Exercise:
A complete copy of the entries, exactly as written, is the expected result.

[Source data]
####################
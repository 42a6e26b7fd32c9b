//! Rounded Rectangle Composition
//!
//! Builds a rounded rectangle out of axis-aligned blits only: a filled circle
//! sprite at each corner, solid strips along the four edges, and a solid centre.
//! No arc or rounded-rect primitive is needed from the renderer.
//!
//! # Layout
//!
//! ```text
//!  +----+-----------+----+
//!  | TL |    top    | TR |   corners: 2r x 2r circle sprites
//!  |    +-----------+    |
//!  |left|  center   |right   edges: (w - 2r) x r and r x (h - 2r)
//!  |    +-----------+    |
//!  | BL |  bottom   | BR |
//!  +----+-----------+----+
//! ```
//!
//! Each corner receives the whole circle rather than a quarter of it. The circle
//! spans exactly the 2r x 2r square at its corner, so it stays inside the
//! rectangle and the overlap with edge and centre strips is painted in the same
//! color.

use crate::error::MenuError;
use crate::geometry::Bounds;
use crate::sprite_cache::SpriteKey;
use sdl2::pixels::Color;

/// Which piece of the rounded rectangle a blit fills
#[derive(Debug, Clone, Copy, PartialEq, Eq)]
pub enum RoundedRectPart {
    TopLeft,
    TopRight,
    BottomLeft,
    BottomRight,
    Top,
    Bottom,
    Left,
    Right,
    Center,
}

impl RoundedRectPart {
    /// Emission order: corners, edges, centre
    pub const ALL: [RoundedRectPart; 9] = [
        RoundedRectPart::TopLeft,
        RoundedRectPart::TopRight,
        RoundedRectPart::BottomLeft,
        RoundedRectPart::BottomRight,
        RoundedRectPart::Top,
        RoundedRectPart::Bottom,
        RoundedRectPart::Left,
        RoundedRectPart::Right,
        RoundedRectPart::Center,
    ];

    pub fn is_corner(&self) -> bool {
        matches!(
            self,
            RoundedRectPart::TopLeft
                | RoundedRectPart::TopRight
                | RoundedRectPart::BottomLeft
                | RoundedRectPart::BottomRight
        )
    }
}

/// One draw instruction: copy `sprite` onto `dest`
#[derive(Debug, Clone, Copy, PartialEq, Eq)]
pub struct Blit {
    pub part: RoundedRectPart,
    pub sprite: SpriteKey,
    pub dest: Bounds,
}

/// Checks that `radius` fits `rect`.
///
/// Returns `InvalidGeometry` for a non-positive radius or one larger than half
/// the shorter side. [`rasterize`] never fails on this; it clamps instead.
pub fn validate_geometry(rect: &Bounds, radius: i32) -> Result<(), MenuError> {
    let fits = radius > 0 && radius.saturating_mul(2) <= rect.width.min(rect.height);
    if fits {
        Ok(())
    } else {
        Err(MenuError::InvalidGeometry {
            width: rect.width,
            height: rect.height,
            radius,
        })
    }
}

/// Clamps `radius` into `[0, min(width, height) / 2]`
pub fn clamp_radius(rect: &Bounds, radius: i32) -> i32 {
    let max_radius = (rect.width.min(rect.height) / 2).max(0);
    radius.clamp(0, max_radius)
}

/// Produces the blits for a rounded rectangle.
///
/// The iterator is lazy and yields at most nine blits in [`RoundedRectPart::ALL`]
/// order. Bad geometry is handled by clamping the radius (see [`clamp_radius`]);
/// any blit that still ends up with a width or height `<= 0` is skipped, so every
/// yielded blit is drawable. Output depends only on the arguments.
///
/// # Example
///
/// ```rust
/// let blits: Vec<Blit> = rasterize(Bounds::new(0, 0, 100, 60), 20, Color::RED).collect();
/// assert_eq!(blits.len(), 9);
/// ```
pub fn rasterize(rect: Bounds, radius: i32, color: Color) -> RoundedRectBlits {
    let clamped = clamp_radius(&rect, radius);
    if let Err(err) = validate_geometry(&rect, radius) {
        tracing::debug!(%err, clamped, "clamping corner radius");
    }

    RoundedRectBlits {
        rect,
        radius: clamped,
        color,
        next_part: if rect.is_drawable() { 0 } else { RoundedRectPart::ALL.len() },
    }
}

/// Lazy sequence of blits returned by [`rasterize`]
#[derive(Debug, Clone)]
pub struct RoundedRectBlits {
    rect: Bounds,
    radius: i32,
    color: Color,
    next_part: usize,
}

impl RoundedRectBlits {
    /// Radius actually used after clamping
    #[cfg(test)]
    pub fn radius(&self) -> i32 {
        self.radius
    }

    fn dest_for(&self, part: RoundedRectPart) -> Bounds {
        let r = self.radius;
        let d = r * 2;
        let rect = &self.rect;
        let inner = rect.inset(r);

        match part {
            RoundedRectPart::TopLeft => Bounds::new(rect.left(), rect.top(), d, d),
            RoundedRectPart::TopRight => Bounds::new(rect.right() - d, rect.top(), d, d),
            RoundedRectPart::BottomLeft => Bounds::new(rect.left(), rect.bottom() - d, d, d),
            RoundedRectPart::BottomRight => {
                Bounds::new(rect.right() - d, rect.bottom() - d, d, d)
            }
            RoundedRectPart::Top => Bounds::new(inner.x, rect.top(), inner.width, r),
            RoundedRectPart::Bottom => {
                Bounds::new(inner.x, rect.bottom() - r, inner.width, r)
            }
            RoundedRectPart::Left => Bounds::new(rect.left(), inner.y, r, inner.height),
            RoundedRectPart::Right => {
                Bounds::new(inner.right(), inner.y, r, inner.height)
            }
            RoundedRectPart::Center => inner,
        }
    }

    fn blit_for(&self, part: RoundedRectPart) -> Option<Blit> {
        let dest = self.dest_for(part);
        if !dest.is_drawable() {
            return None;
        }

        let sprite = if part.is_corner() {
            SpriteKey::Circle {
                radius: self.radius as u32,
                color: self.color,
            }
        } else {
            SpriteKey::Solid {
                width: dest.width as u32,
                height: dest.height as u32,
                color: self.color,
            }
        };

        Some(Blit { part, sprite, dest })
    }
}

impl Iterator for RoundedRectBlits {
    type Item = Blit;

    fn next(&mut self) -> Option<Blit> {
        while let Some(&part) = RoundedRectPart::ALL.get(self.next_part) {
            self.next_part += 1;
            if let Some(blit) = self.blit_for(part) {
                return Some(blit);
            }
        }
        None
    }
}
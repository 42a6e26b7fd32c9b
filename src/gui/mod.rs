//! Screen-Space GUI
//!
//! Screens that render at fixed window positions, drawn through the
//! [`MenuRenderer`](crate::renderer::MenuRenderer) the host passes in.
//!
//! # Available Screens
//!
//! - [`MainMenuScreen`] - Title with Play Game / High Scores / Quit buttons
//!
//! # Example Usage
//!
//! ```rust
//! use crate::gui::MainMenuScreen;
//!
//! // Create once, after the renderer exists (labels are measured with its font)
//! let mut menu = MainMenuScreen::new(&config, |text| renderer.measure_text(text));
//!
//! // Handle input
//! if let Some(action) = menu.update(input.pointer) { /* ... */ }
//!
//! // Render
//! menu.draw(&mut renderer)?;
//! ```

pub mod main_menu;

pub use main_menu::MainMenuScreen;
####################
Exercise answer:
repository 42a6e26b7fd32c9b
//! Rounded Rectangle Composition
//!
//! Builds a rounded rectangle out of axis-aligned blits only: a filled circle
//! sprite at each corner, solid strips along the four edges, and a solid centre.
//! No arc or rounded-rect primitive is needed from the renderer.
//!
//! # Layout
//!
//! ```text
//!  +----+-----------+----+
//!  | TL |    top    | TR |   corners: 2r x 2r circle sprites
//!  |    +-----------+    |
//!  |left|  center   |right   edges: (w - 2r) x r and r x (h - 2r)
//!  |    +-----------+    |
//!  | BL |  bottom   | BR |
//!  +----+-----------+----+
//! ```
//!
//! Each corner receives the whole circle rather than a quarter of it. The circle
//! spans exactly the 2r x 2r square at its corner, so it stays inside the
//! rectangle and the overlap with edge and centre strips is painted in the same
//! color.

use crate::error::MenuError;
use crate::geometry::Bounds;
use crate::sprite_cache::SpriteKey;
use sdl2::pixels::Color;

/// Which piece of the rounded rectangle a blit fills
#[derive(Debug, Clone, Copy, PartialEq, Eq)]
pub enum RoundedRectPart {
    TopLeft,
    TopRight,
    BottomLeft,
    BottomRight,
    Top,
    Bottom,
    Left,
    Right,
    Center,
}

impl RoundedRectPart {
    /// Emission order: corners, edges, centre
    pub const ALL: [RoundedRectPart; 9] = [
        RoundedRectPart::TopLeft,
        RoundedRectPart::TopRight,
        RoundedRectPart::BottomLeft,
        RoundedRectPart::BottomRight,
        RoundedRectPart::Top,
        RoundedRectPart::Bottom,
        RoundedRectPart::Left,
        RoundedRectPart::Right,
        RoundedRectPart::Center,
    ];

    pub fn is_corner(&self) -> bool {
        matches!(
            self,
            RoundedRectPart::TopLeft
                | RoundedRectPart::TopRight
                | RoundedRectPart::BottomLeft
                | RoundedRectPart::BottomRight
        )
    }
}

/// One draw instruction: copy `sprite` onto `dest`
#[derive(Debug, Clone, Copy, PartialEq, Eq)]
pub struct Blit {
    pub part: RoundedRectPart,
    pub sprite: SpriteKey,
    pub dest: Bounds,
}

/// Checks that `radius` fits `rect`.
///
/// Returns `InvalidGeometry` for a non-positive radius or one larger than half
/// the shorter side. [`rasterize`] never fails on this; it clamps instead.
pub fn validate_geometry(rect: &Bounds, radius: i32) -> Result<(), MenuError> {
    let fits = radius > 0 && radius.saturating_mul(2) <= rect.width.min(rect.height);
    if fits {
        Ok(())
    } else {
        Err(MenuError::InvalidGeometry {
            width: rect.width,
            height: rect.height,
            radius,
        })
    }
}

/// Clamps `radius` into `[0, min(width, height) / 2]`
pub fn clamp_radius(rect: &Bounds, radius: i32) -> i32 {
    let max_radius = (rect.width.min(rect.height) / 2).max(0);
    radius.clamp(0, max_radius)
}

/// Produces the blits for a rounded rectangle.
///
/// The iterator is lazy and yields at most nine blits in [`RoundedRectPart::ALL`]
/// order. Bad geometry is handled by clamping the radius (see [`clamp_radius`]);
/// any blit that still ends up with a width or height `<= 0` is skipped, so every
/// yielded blit is drawable. Output depends only on the arguments.
///
/// # Example
///
/// ```rust
/// let blits: Vec<Blit> = rasterize(Bounds::new(0, 0, 100, 60), 20, Color::RED).collect();
/// assert_eq!(blits.len(), 9);
/// ```
pub fn rasterize(rect: Bounds, radius: i32, color: Color) -> RoundedRectBlits {
    let clamped = clamp_radius(&rect, radius);
    if let Err(err) = validate_geometry(&rect, radius) {
        tracing::debug!(%err, clamped, "clamping corner radius");
    }

    RoundedRectBlits {
        rect,
        radius: clamped,
        color,
        next_part: if rect.is_drawable() { 0 } else { RoundedRectPart::ALL.len() },
    }
}

/// Lazy sequence of blits returned by [`rasterize`]
#[derive(Debug, Clone)]
pub struct RoundedRectBlits {
    rect: Bounds,
    radius: i32,
    color: Color,
    next_part: usize,
}

impl RoundedRectBlits {
    /// Radius actually used after clamping
    #[cfg(test)]
    pub fn radius(&self) -> i32 {
        self.radius
    }

    fn dest_for(&self, part: RoundedRectPart) -> Bounds {
        let r = self.radius;
        let d = r * 2;
        let rect = &self.rect;
        let inner = rect.inset(r);

        match part {
            RoundedRectPart::TopLeft => Bounds::new(rect.left(), rect.top(), d, d),
            RoundedRectPart::TopRight => Bounds::new(rect.right() - d, rect.top(), d, d),
            RoundedRectPart::BottomLeft => Bounds::new(rect.left(), rect.bottom() - d, d, d),
            RoundedRectPart::BottomRight => {
                Bounds::new(rect.right() - d, rect.bottom() - d, d, d)
            }
            RoundedRectPart::Top => Bounds::new(inner.x, rect.top(), inner.width, r),
            RoundedRectPart::Bottom => {
                Bounds::new(inner.x, rect.bottom() - r, inner.width, r)
            }
            RoundedRectPart::Left => Bounds::new(rect.left(), inner.y, r, inner.height),
            RoundedRectPart::Right => {
                Bounds::new(inner.right(), inner.y, r, inner.height)
            }
            RoundedRectPart::Center => inner,
        }
    }

    fn blit_for(&self, part: RoundedRectPart) -> Option<Blit> {
        let dest = self.dest_for(part);
        if !dest.is_drawable() {
            return None;
        }

        let sprite = if part.is_corner() {
            SpriteKey::Circle {
                radius: self.radius as u32,
                color: self.color,
            }
        } else {
            SpriteKey::Solid {
                width: dest.width as u32,
                height: dest.height as u32,
                color: self.color,
            }
        };

        Some(Blit { part, sprite, dest })
    }
}

impl Iterator for RoundedRectBlits {
    type Item = Blit;

    fn next(&mut self) -> Option<Blit> {
        while let Some(&part) = RoundedRectPart::ALL.get(self.next_part) {
            self.next_part += 1;
            if let Some(blit) = self.blit_for(part) {
                return Some(blit);
            }
        }
        None
    }
}
repository 42a6e26b7fd32c9b
filename src/gui/mod.rs
//! Screen-Space GUI
//!
//! Screens that render at fixed window positions, drawn through the
//! [`MenuRenderer`](crate::renderer::MenuRenderer) the host passes in.
//!
//! # Available Screens
//!
//! - [`MainMenuScreen`] - Title with Play Game / High Scores / Quit buttons
//!
//! # Example Usage
//!
//! ```rust
//! use crate::gui::MainMenuScreen;
//!
//! // Create once, after the renderer exists (labels are measured with its font)
//! let mut menu = MainMenuScreen::new(&config, |text| renderer.measure_text(text));
//!
//! // Handle input
//! if let Some(action) = menu.update(input.pointer) { /* ... */ }
//!
//! // Render
//! menu.draw(&mut renderer)?;
//! ```

pub mod main_menu;

pub use main_menu::MainMenuScreen;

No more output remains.